_Exercise objective_: Note each line in the data holding the string "Result" and report it.

_Exercise data_:

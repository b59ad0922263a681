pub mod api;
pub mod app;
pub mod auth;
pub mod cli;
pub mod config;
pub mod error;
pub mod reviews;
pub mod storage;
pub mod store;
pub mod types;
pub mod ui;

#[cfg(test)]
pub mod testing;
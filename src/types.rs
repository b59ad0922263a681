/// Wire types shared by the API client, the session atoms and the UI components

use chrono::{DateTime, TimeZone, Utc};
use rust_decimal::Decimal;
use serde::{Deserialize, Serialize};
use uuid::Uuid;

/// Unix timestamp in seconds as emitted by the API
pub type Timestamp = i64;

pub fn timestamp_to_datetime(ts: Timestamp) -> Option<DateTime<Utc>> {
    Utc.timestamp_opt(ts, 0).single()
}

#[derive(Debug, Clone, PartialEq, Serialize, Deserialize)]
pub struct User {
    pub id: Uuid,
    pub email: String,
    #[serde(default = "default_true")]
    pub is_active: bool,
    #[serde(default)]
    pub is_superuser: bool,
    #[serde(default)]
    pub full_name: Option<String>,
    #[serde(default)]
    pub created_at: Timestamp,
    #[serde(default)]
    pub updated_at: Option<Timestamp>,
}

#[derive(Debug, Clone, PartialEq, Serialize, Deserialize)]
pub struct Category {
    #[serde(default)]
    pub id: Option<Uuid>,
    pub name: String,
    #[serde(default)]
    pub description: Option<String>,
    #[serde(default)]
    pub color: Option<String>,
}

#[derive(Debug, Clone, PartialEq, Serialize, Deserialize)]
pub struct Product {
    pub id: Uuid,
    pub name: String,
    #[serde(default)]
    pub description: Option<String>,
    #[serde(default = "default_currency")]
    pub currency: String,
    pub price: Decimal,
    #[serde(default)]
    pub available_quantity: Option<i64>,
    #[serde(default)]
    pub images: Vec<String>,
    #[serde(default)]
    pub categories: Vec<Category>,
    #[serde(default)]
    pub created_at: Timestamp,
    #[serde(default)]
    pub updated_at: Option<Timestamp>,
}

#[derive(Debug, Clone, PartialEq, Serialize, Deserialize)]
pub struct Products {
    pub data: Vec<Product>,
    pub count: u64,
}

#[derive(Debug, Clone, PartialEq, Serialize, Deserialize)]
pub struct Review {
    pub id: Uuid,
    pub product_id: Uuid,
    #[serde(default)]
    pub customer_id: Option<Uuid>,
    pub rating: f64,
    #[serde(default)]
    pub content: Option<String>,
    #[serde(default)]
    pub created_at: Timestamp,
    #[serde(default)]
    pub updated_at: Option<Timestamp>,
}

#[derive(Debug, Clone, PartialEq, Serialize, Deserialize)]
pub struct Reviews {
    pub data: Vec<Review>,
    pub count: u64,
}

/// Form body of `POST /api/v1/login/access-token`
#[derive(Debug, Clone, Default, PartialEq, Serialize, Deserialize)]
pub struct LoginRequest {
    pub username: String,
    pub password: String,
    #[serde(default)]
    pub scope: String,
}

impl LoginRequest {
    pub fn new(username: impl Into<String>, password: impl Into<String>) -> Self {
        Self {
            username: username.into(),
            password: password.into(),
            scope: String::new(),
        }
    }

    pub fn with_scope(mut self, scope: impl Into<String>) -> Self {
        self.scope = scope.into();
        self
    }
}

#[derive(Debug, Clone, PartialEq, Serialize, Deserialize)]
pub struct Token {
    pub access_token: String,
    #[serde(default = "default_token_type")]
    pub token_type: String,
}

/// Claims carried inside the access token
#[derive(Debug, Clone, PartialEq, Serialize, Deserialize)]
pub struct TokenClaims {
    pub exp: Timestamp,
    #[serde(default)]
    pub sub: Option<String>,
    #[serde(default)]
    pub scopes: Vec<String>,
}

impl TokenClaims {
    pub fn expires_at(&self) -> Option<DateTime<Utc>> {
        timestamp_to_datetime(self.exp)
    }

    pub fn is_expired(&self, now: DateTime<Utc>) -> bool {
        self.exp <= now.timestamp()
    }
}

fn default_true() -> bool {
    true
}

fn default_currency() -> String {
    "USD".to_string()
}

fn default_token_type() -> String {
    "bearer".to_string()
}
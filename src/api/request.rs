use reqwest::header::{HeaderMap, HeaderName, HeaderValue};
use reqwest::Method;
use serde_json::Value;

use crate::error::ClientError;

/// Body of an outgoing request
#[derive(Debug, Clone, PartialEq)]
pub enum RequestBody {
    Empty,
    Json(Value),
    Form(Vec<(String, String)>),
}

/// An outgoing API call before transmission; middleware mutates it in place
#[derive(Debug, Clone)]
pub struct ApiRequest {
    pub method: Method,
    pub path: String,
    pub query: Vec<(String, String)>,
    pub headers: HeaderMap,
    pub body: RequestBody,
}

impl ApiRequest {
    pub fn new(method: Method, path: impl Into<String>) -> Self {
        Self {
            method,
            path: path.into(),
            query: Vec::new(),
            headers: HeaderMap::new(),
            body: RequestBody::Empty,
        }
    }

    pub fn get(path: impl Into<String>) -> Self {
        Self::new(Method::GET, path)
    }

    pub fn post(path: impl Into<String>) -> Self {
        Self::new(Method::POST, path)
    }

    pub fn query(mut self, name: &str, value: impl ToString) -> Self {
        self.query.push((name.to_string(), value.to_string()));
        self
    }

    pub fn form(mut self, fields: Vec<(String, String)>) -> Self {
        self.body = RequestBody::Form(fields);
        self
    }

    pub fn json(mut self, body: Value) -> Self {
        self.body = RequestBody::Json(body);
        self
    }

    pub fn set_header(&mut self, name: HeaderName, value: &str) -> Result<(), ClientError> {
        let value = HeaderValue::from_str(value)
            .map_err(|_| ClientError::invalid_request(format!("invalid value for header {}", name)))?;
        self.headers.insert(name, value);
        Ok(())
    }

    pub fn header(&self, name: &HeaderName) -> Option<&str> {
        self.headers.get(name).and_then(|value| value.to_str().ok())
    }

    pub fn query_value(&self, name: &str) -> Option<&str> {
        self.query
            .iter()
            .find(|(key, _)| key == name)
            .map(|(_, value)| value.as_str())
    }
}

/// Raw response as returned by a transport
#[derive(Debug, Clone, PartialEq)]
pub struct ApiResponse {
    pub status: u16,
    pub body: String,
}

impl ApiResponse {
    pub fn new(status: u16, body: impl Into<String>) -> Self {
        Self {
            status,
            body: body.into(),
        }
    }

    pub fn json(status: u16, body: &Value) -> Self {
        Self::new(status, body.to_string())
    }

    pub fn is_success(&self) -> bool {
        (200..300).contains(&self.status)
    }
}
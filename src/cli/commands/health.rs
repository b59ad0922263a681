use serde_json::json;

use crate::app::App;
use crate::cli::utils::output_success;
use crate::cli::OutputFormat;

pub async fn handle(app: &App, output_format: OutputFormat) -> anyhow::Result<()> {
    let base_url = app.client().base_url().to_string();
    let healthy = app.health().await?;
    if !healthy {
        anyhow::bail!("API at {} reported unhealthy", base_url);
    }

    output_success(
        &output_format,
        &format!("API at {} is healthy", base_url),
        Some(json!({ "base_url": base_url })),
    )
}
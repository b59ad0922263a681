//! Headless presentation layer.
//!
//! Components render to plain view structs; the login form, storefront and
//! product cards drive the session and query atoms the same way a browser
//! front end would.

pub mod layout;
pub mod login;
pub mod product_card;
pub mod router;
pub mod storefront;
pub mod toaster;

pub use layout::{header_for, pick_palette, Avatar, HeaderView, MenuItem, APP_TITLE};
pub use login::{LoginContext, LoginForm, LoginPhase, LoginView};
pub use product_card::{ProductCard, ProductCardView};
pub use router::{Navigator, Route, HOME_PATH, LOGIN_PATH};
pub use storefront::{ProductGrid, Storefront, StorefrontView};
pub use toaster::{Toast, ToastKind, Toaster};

_Problem solution_:
    pub fn set_header(&mut self, name: HeaderName, value: &str) -> Result<(), ClientError> {
pub async fn handle(app: &App, output_format: OutputFormat) -> anyhow::Result<()> {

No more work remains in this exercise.